Arabic frequency analysis is complicated by optional vowel marks and by several interchangeable letter forms. This tool counts how often each word appears, optionally normalising those variants so the same word is tallied together, and can cluster inflected forms by an approximate three-letter root.
How it works
Tokens are split on whitespace and on Arabic and Latin punctuation.
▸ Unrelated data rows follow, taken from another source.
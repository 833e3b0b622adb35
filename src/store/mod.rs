//! Project and content persistence
//!
//! `ContentStore` is the CRUD seam the HTTP layer talks to. The in-memory
//! implementation backs the server and the tests; a hosted backend can sit
//! behind the same trait.

pub mod memory;
pub mod types;

pub use memory::MemoryContentStore;
pub use types::{
    ContentId, ContentItem, ContentStatus, ContentUpdate, NewContent, NewProject, Project,
    ProjectId, ProjectUpdate,
};

use crate::error::Result;
use async_trait::async_trait;

#[async_trait]
pub trait ContentStore: Send + Sync + std::fmt::Debug {
    async fn create_project(&self, project: NewProject) -> Result<Project>;
    async fn get_project(&self, id: &ProjectId) -> Result<Option<Project>>;
    /// Newest first.
    async fn list_projects(&self) -> Result<Vec<Project>>;
    async fn update_project(&self, id: &ProjectId, update: ProjectUpdate) -> Result<Project>;
    /// Removes the project and all of its content.
    async fn delete_project(&self, id: &ProjectId) -> Result<bool>;

    async fn create_content(&self, project_id: &ProjectId, content: NewContent)
        -> Result<ContentItem>;
    async fn get_content(&self, id: &ContentId) -> Result<Option<ContentItem>>;
    /// Newest first.
    async fn list_content(&self, project_id: &ProjectId) -> Result<Vec<ContentItem>>;
    async fn update_content(&self, id: &ContentId, update: ContentUpdate) -> Result<ContentItem>;
    async fn delete_content(&self, id: &ContentId) -> Result<bool>;
}
//! Main entry point for the s3zip CLI.
//!
//! Exit code 0 on success, 1 on any failure including usage errors.
//! Diagnostics go to stderr.

use std::process::ExitCode;

use clap::Parser;

use s3zip::Cli;

fn main() -> ExitCode {
    env_logger::init();

    let cli = match Cli::try_parse() {
        Ok(cli) => cli,
        Err(err) => {
            let _ = err.print();
            // --help and --version are not failures
            return if err.use_stderr() {
                ExitCode::from(1)
            } else {
                ExitCode::SUCCESS
            };
        }
    };

    match s3zip::create_archive(&cli.archive, &cli.databases) {
        Ok(()) => ExitCode::SUCCESS,
        Err(err) => {
            eprintln!("{err}");
            ExitCode::from(1)
        }
    }
}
When normalisation is enabled the tool applies two passes before counting:
diacritics → remove harakat U+064B–U+0652, superscript alef U+0670,
shadda, tanwin, and tatweel U+0640
letters → أ إ آ ٱ → ا ; ى → ي ; ة → ه ; ؤ ئ → ء base
For root grouping it strips frequent clitics (the definite article, prepositional and conjunction prefixes, and plural or possessive suffixes) and reduces what remains toward three consonants — an approximation of the Arabic triliteral root.
Example and tips
In a sentence repeating the verb كتب (“he wrote”) alongside الكتاب (“the
book”) and كاتب (“writer”), surface-form counting keeps them separate, while
root grouping clusters them under an approximate كتب root, revealing that the
passage is dominated by the writing theme. Turn normalisation on for messy or
mixed-source text; turn it off when you need exact spelling-by-spelling counts.